→ **Exercise aim**
Transcribe the data in full; each line must match exactly.

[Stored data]
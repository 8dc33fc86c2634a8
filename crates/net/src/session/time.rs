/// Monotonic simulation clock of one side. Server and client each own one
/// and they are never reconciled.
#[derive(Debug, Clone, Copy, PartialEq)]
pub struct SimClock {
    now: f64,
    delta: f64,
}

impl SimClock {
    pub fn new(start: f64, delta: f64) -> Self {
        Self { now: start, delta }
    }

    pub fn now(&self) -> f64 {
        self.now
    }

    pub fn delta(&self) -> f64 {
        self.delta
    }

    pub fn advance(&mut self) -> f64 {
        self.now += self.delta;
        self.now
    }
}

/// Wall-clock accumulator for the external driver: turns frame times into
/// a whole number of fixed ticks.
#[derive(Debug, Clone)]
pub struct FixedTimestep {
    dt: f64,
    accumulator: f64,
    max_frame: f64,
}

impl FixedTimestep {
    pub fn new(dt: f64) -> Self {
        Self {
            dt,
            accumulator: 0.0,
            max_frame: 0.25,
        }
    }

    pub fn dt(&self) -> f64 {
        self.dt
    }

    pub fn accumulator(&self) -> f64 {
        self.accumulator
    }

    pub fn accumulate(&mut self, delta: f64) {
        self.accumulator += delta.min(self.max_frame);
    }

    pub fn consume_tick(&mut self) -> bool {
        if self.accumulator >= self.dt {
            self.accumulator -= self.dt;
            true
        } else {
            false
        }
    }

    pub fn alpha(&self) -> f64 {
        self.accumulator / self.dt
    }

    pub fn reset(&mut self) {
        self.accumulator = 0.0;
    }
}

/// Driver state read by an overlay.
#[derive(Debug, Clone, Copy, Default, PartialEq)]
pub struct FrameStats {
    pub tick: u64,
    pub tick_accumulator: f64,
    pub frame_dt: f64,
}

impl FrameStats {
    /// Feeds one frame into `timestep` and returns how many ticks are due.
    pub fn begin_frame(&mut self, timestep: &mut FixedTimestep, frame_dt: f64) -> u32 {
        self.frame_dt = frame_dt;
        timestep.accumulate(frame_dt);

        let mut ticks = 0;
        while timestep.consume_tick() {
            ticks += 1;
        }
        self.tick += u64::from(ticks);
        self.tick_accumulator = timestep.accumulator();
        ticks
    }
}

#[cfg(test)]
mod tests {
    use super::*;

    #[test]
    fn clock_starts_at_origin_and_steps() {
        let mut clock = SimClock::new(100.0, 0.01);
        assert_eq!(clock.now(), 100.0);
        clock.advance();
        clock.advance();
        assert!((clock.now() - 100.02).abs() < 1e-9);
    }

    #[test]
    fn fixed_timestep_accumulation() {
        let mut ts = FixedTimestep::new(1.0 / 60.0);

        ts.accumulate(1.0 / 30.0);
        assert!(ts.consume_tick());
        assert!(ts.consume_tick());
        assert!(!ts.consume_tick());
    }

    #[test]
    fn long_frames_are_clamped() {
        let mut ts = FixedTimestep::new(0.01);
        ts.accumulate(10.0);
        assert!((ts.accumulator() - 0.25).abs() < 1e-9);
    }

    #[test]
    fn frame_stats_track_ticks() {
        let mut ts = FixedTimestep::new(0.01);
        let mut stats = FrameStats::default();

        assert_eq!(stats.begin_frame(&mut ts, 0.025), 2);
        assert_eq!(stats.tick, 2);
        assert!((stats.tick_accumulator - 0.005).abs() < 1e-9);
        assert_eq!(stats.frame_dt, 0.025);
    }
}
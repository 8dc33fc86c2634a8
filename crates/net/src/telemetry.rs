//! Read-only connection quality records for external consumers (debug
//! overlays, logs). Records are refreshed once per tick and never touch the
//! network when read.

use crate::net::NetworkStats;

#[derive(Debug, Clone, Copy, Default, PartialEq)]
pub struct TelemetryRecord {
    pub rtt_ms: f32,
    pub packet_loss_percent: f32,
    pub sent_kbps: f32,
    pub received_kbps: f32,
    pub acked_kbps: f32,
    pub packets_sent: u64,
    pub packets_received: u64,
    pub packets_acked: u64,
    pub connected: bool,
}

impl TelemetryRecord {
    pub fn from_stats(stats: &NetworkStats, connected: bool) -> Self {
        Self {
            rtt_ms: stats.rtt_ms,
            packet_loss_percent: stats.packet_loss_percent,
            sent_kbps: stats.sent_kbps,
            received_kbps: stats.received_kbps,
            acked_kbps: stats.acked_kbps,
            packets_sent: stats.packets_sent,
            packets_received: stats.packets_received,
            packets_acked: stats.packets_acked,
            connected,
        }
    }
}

→ **Solution to the problem**
repository 8dc33fc86c2634a8
filename crates/net/src/session/time.rs
/// Monotonic simulation clock of one side. Server and client each own one
/// and they are never reconciled.
#[derive(Debug, Clone, Copy, PartialEq)]
pub struct SimClock {
    now: f64,
    delta: f64,
}

impl SimClock {
    pub fn new(start: f64, delta: f64) -> Self {
        Self { now: start, delta }
    }

    pub fn now(&self) -> f64 {
        self.now
    }

    pub fn delta(&self) -> f64 {
        self.delta
    }

    pub fn advance(&mut self) -> f64 {
        self.now += self.delta;
        self.now
    }
}

/// Wall-clock accumulator for the external driver: turns frame times into
/// a whole number of fixed ticks.
#[derive(Debug, Clone)]
pub struct FixedTimestep {
    dt: f64,
    accumulator: f64,
    max_frame: f64,
}

impl FixedTimestep {
    pub fn new(dt: f64) -> Self {
        Self {
            dt,
            accumulator: 0.0,
            max_frame: 0.25,
        }
    }

    pub fn dt(&self) -> f64 {
        self.dt
    }

    pub fn accumulator(&self) -> f64 {
        self.accumulator
    }

    pub fn accumulate(&mut self, delta: f64) {
        self.accumulator += delta.min(self.max_frame);
    }

    pub fn consume_tick(&mut self) -> bool {
        if self.accumulator >= self.dt {
            self.accumulator -= self.dt;
            true
        } else {
            false
        }
    }

    pub fn alpha(&self) -> f64 {
        self.accumulator / self.dt
    }

    pub fn reset(&mut self) {
        self.accumulator = 0.0;
    }
}

/// Driver state read by an overlay.
#[derive(Debug, Clone, Copy, Default, PartialEq)]
pub struct FrameStats {
    pub tick: u64,
    pub tick_accumulator: f64,
    pub frame_dt: f64,
}

impl FrameStats {
    /// Feeds one frame into `timestep` and returns how many ticks are due.
    pub fn begin_frame(&mut self, timestep: &mut FixedTimestep, frame_dt: f64) -> u32 {
        self.frame_dt = frame_dt;
        timestep.accumulate(frame_dt);

        let mut ticks = 0;
        while timestep.consume_tick() {
            ticks += 1;
        }
        self.tick += u64::from(ticks);
        self.tick_accumulator = timestep.accumulator();
        ticks
    }
}

#[cfg(test)]
mod tests {
    use super::*;

    #[test]
    fn clock_starts_at_origin_and_steps() {
        let mut clock = SimClock::new(100.0, 0.01);
        assert_eq!(clock.now(), 100.0);
        clock.advance();
        clock.advance();
        assert!((clock.now() - 100.02).abs() < 1e-9);
    }

    #[test]
    fn fixed_timestep_accumulation() {
        let mut ts = FixedTimestep::new(1.0 / 60.0);

        ts.accumulate(1.0 / 30.0);
        assert!(ts.consume_tick());
        assert!(ts.consume_tick());
        assert!(!ts.consume_tick());
    }

    #[test]
    fn long_frames_are_clamped() {
        let mut ts = FixedTimestep::new(0.01);
        ts.accumulate(10.0);
        assert!((ts.accumulator() - 0.25).abs() < 1e-9);
    }

    #[test]
    fn frame_stats_track_ticks() {
        let mut ts = FixedTimestep::new(0.01);
        let mut stats = FrameStats::default();

        assert_eq!(stats.begin_frame(&mut ts, 0.025), 2);
        assert_eq!(stats.tick, 2);
        assert!((stats.tick_accumulator - 0.005).abs() < 1e-9);
        assert_eq!(stats.frame_dt, 0.025);
    }
}
repository 8dc33fc86c2634a8
filename crates/net/src/telemetry.rs
//! Read-only connection quality records for external consumers (debug
//! overlays, logs). Records are refreshed once per tick and never touch the
//! network when read.

use crate::net::NetworkStats;

#[derive(Debug, Clone, Copy, Default, PartialEq)]
pub struct TelemetryRecord {
    pub rtt_ms: f32,
    pub packet_loss_percent: f32,
    pub sent_kbps: f32,
    pub received_kbps: f32,
    pub acked_kbps: f32,
    pub packets_sent: u64,
    pub packets_received: u64,
    pub packets_acked: u64,
    pub connected: bool,
}

impl TelemetryRecord {
    pub fn from_stats(stats: &NetworkStats, connected: bool) -> Self {
        Self {
            rtt_ms: stats.rtt_ms,
            packet_loss_percent: stats.packet_loss_percent,
            sent_kbps: stats.sent_kbps,
            received_kbps: stats.received_kbps,
            acked_kbps: stats.acked_kbps,
            packets_sent: stats.packets_sent,
            packets_received: stats.packets_received,
            packets_acked: stats.packets_acked,
            connected,
        }
    }
}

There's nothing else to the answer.